In recent years, Pakistan has increasingly been vulnerable to terrorist suicide bombings. These mostly occur in public places (for example, markets, mosques and sports events) and army gatherings (for example, morning parade). These attacks result in loss of life and many injuries, some with severe long-term disability, including SCI.

The pathophysiology, unique pattern of injury, emergency management and outcome of blast injuries has been extensively studied in countries that have suffered terrorist bombings in the last few decades.4, 5, 6, 7 But these do not describe the distinctive SCI pattern secondary to terrorist suicide bombings.

Injuries resulting from suicide bombing are ‘multi-dimensional’,5 that is, victims have more severe and complex injuries, low Glasgow Coma Scale score at presentation and are hemodynamically unstable as compared with victims of conventional trauma. The need for surgical intervention is also increased in terror bombing casualties along with the immediate and late mortalities.4, 7 The injury pattern after a suicide blast depends upon the composition of the bomb (often contains bolts, nails and metal balls) and location (closed locations blasts are more likely to cause severe and large scale injuries).

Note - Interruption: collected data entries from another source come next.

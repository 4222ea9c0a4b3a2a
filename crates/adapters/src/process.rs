// SPDX-License-Identifier: BUSL-1.1
// Copyright (c) 2026 Alfred Jean LLC

//! Child-process spawning with streaming line capture and a hard deadline.
//!
//! The child is started from an explicit argv: no shell interpolation,
//! ever. stdin is closed; stdout and stderr are line-buffered as raw bytes
//! and their trailing partial lines are flushed at stream close. When the
//! deadline expires the child is SIGKILLed and whatever output was captured
//! so far is returned with `timed_out` set.

use crate::line_buffer::LineBuffer;
use std::path::PathBuf;
use std::process::{ExitStatus, Stdio};
use std::time::Duration;
use thiserror::Error;
use tokio::io::AsyncReadExt;
use tokio::process::Command;
use tracing::debug;

/// Errors from process execution
#[derive(Debug, Error)]
pub enum ProcessError {
    #[error("spawn failed: {0}")]
    Spawn(std::io::Error),
    #[error("wait failed: {0}")]
    Wait(std::io::Error),
}

/// What to run and where.
#[derive(Debug, Clone)]
pub struct SpawnSpec {
    pub program: String,
    pub args: Vec<String>,
    pub cwd: PathBuf,
    pub timeout: Duration,
}

/// Everything captured from one child run.
#[derive(Debug)]
pub struct Capture {
    pub stdout_lines: Vec<String>,
    pub stderr_lines: Vec<String>,
    /// Exit status; `None` when the child was killed by the deadline.
    pub status: Option<ExitStatus>,
    pub timed_out: bool,
}

impl Capture {
    pub fn success(&self) -> bool {
        !self.timed_out && self.status.map(|s| s.success()).unwrap_or(false)
    }

    pub fn exit_code(&self) -> Option<i32> {
        self.status.and_then(|s| s.code())
    }
}

/// Run the child to completion (or deadline), streaming stdout lines.
///
/// `on_stdout_line` is invoked for every complete stdout line in arrival
/// order, before the line is recorded; adapters use it for live progress
/// parsing.
pub async fn run_streaming(
    spec: &SpawnSpec,
    mut on_stdout_line: impl FnMut(&str),
) -> Result<Capture, ProcessError> {
    debug!(
        program = %spec.program,
        args = ?spec.args,
        cwd = %spec.cwd.display(),
        "spawning tool process"
    );

    let mut child = Command::new(&spec.program)
        .args(&spec.args)
        .current_dir(&spec.cwd)
        .stdin(Stdio::null())
        .stdout(Stdio::piped())
        .stderr(Stdio::piped())
        .kill_on_drop(true)
        .spawn()
        .map_err(ProcessError::Spawn)?;

    // Piped handles always exist for a freshly spawned child.
    let mut stdout = match child.stdout.take() {
        Some(s) => s,
        None => return Err(ProcessError::Spawn(std::io::Error::other("stdout missing"))),
    };
    let mut stderr = match child.stderr.take() {
        Some(s) => s,
        None => return Err(ProcessError::Spawn(std::io::Error::other("stderr missing"))),
    };

    let mut stdout_lines = Vec::new();
    let mut stderr_lines = Vec::new();
    let mut out_buf = LineBuffer::new();
    let mut err_buf = LineBuffer::new();
    let mut out_chunk = [0u8; 4096];
    let mut err_chunk = [0u8; 4096];
    let mut out_done = false;
    let mut err_done = false;
    let mut timed_out = false;

    let deadline = tokio::time::sleep(spec.timeout);
    tokio::pin!(deadline);

    while !(out_done && err_done) {
        tokio::select! {
            read = stdout.read(&mut out_chunk), if !out_done => match read {
                Ok(0) | Err(_) => out_done = true,
                Ok(n) => out_buf.push(&out_chunk[..n], |line| {
                    on_stdout_line(&line);
                    stdout_lines.push(line);
                }),
            },
            read = stderr.read(&mut err_chunk), if !err_done => match read {
                Ok(0) | Err(_) => err_done = true,
                Ok(n) => err_buf.push(&err_chunk[..n], |line| stderr_lines.push(line)),
            },
            _ = &mut deadline => {
                timed_out = true;
                let _ = child.start_kill();
                break;
            }
        }
    }

    out_buf.finish(|line| {
        on_stdout_line(&line);
        stdout_lines.push(line);
    });
    err_buf.finish(|line| stderr_lines.push(line));

    let status = if timed_out {
        // Reap the killed child; the exit status is meaningless.
        let _ = child.wait().await;
        None
    } else {
        Some(child.wait().await.map_err(ProcessError::Wait)?)
    };

    debug!(
        status = ?status,
        timed_out,
        stdout_lines = stdout_lines.len(),
        stderr_lines = stderr_lines.len(),
        "tool process finished"
    );

    Ok(Capture {
        stdout_lines,
        stderr_lines,
        status,
        timed_out,
    })
}

#[cfg(test)]
#[path = "process_tests.rs"]
mod tests;
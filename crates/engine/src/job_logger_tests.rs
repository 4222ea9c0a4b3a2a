// SPDX-License-Identifier: BUSL-1.1
// Copyright (c) 2026 Alfred Jean LLC

use super::*;
use tempfile::tempdir;

#[test]
fn writes_prefixed_lines_in_stream_order() {
    let dir = tempdir().unwrap();
    let logger = JobLogger::new(dir.path().to_path_buf());

    let report = RunReport {
        stdout_lines: vec!["out-1".to_string(), "out-2".to_string()],
        stderr_lines: vec!["err-1".to_string()],
        diagnostic_logs: vec!["diag-1".to_string()],
        ..Default::default()
    };

    let path = logger.write(&JobId::new("j-1"), &report).unwrap();
    assert_eq!(path, dir.path().join("job").join("j-1.log"));

    let content = std::fs::read_to_string(&path).unwrap();
    assert_eq!(
        content,
        "[stdout] out-1\n[stdout] out-2\n[stderr] err-1\n[diagnostic] diag-1\n"
    );
}

#[test]
fn empty_report_writes_empty_file() {
    let dir = tempdir().unwrap();
    let logger = JobLogger::new(dir.path().to_path_buf());

    let path = logger
        .write(&JobId::new("j-2"), &RunReport::default())
        .unwrap();
    assert_eq!(std::fs::read_to_string(&path).unwrap(), "");
}
// SPDX-License-Identifier: BUSL-1.1
// Copyright (c) 2026 Alfred Jean LLC

//! Streaming progress events emitted while a tool runs.

use std::fmt;
use std::sync::Arc;
use tracing::warn;

/// Introspective signal kind.
#[derive(Debug, Clone, Copy, PartialEq, Eq)]
pub enum ActivityKind {
    Thinking,
    Tool,
}

impl fmt::Display for ActivityKind {
    fn fmt(&self, f: &mut fmt::Formatter<'_>) -> fmt::Result {
        match self {
            ActivityKind::Thinking => write!(f, "thinking"),
            ActivityKind::Tool => write!(f, "tool"),
        }
    }
}

/// One progress callback payload.
#[derive(Debug, Clone, PartialEq, Eq)]
pub enum ProgressEvent {
    /// A visible assistant message fragment.
    AssistantText { text: String },
    /// What the tool is doing right now (thinking, running a command, …).
    Activity { kind: ActivityKind, label: String },
}

impl ProgressEvent {
    pub fn text(text: impl Into<String>) -> Self {
        ProgressEvent::AssistantText { text: text.into() }
    }

    pub fn activity(kind: ActivityKind, label: impl Into<String>) -> Self {
        ProgressEvent::Activity {
            kind,
            label: label.into(),
        }
    }
}

/// Synchronous, best-effort progress callback. A sink error must never
/// abort the run; [`emit_progress`] logs and swallows it.
pub type ProgressSink = Arc<dyn Fn(&ProgressEvent) -> Result<(), String> + Send + Sync>;

/// Deliver one event to an optional sink.
pub fn emit_progress(sink: Option<&ProgressSink>, event: ProgressEvent) {
    if let Some(sink) = sink {
        if let Err(error) = sink(&event) {
            warn!(error, "progress sink failed; continuing run");
        }
    }
}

All the victims of SCI in our case series were males. Table 1 (Figure 4). This can be attributed to the overwhelming presence of males in the armed forces and their role as the prime bread earners in our society. Except for one, all were young males in their second decades and this might have contributed to the better functional and neurological outcomes in most of them completing 1-year follow-up. Most of the SCI were caused by splinters or shrapnels, lodging in the spinal canals and damaging the spinal cord. All patients were managed conservatively. The shrapnel also caused complex-associated injuries, ranging from multiple intestinal perforations, soft tissue injuries, fractures and brachial plexus injury. This associated injury pattern in this case series is more severe than the pattern reported from Pakistan, not related to suicide blasts.8

Figure 4
figure 4

Bilateral heterotopic ossification around both hip joints.

All patients in this case series had thoracic level injury. There could be two possible explanations:

  • Considering the present state of inadequate evacuation protocols for SCI patients in the country8 and the possibility of complex associated injuries (including abdominal perforations and major blood loss), it would be very unlikely for a cervical injury patient to survive the insult of the suicide bombing attack.

  • In terrorist blast, majority of the casualties occur at the site of the trauma or during first few hours, mainly due to central nervous system or major blood vessels injuries.9

Some of our results are similar to a recent study by Zeili et al.,10 which describes the clinical characteristics and rehabilitation outcomes of civilians with SCI due to terror explosions. Most of their patients had complete thoracic level paraplegia at admission and only three patients showed neurological improvement. Majority of their patients suffered injuries at multiple sites of the body, similar to the pattern observed in our case series.

Limitations of the study

Being an army institute, we primarily receive armed forces personnel. Keeping in view the large number of terrorist suicide blasts in the last few years, especially on the civil population, we believe that the number of SCI is much higher than reported in our case series. Most of the victims do not have access to adequate spinal care, as there is little expertize to manage and rehabilitate SCI in Pakistan and the number of dedicated spinal units in the country is less than five.

Conclusions

To the best of our knowledge, this is the first attempt in English biomedical literature to specifically describe SCI demographics and pattern after terrorist's suicide blasts. SCI resulting from suicide blasts are mostly thoracic level with multiple and complex associated injuries.

On the basis of the results, it is suggested that health care institutions at the helm of primary trauma care report the specific injury pattern of terrorist bombings including SCI, observed in our region. A comprehensive national database should be consolidated for future research and insight into SCI including suicide bombing related SCI.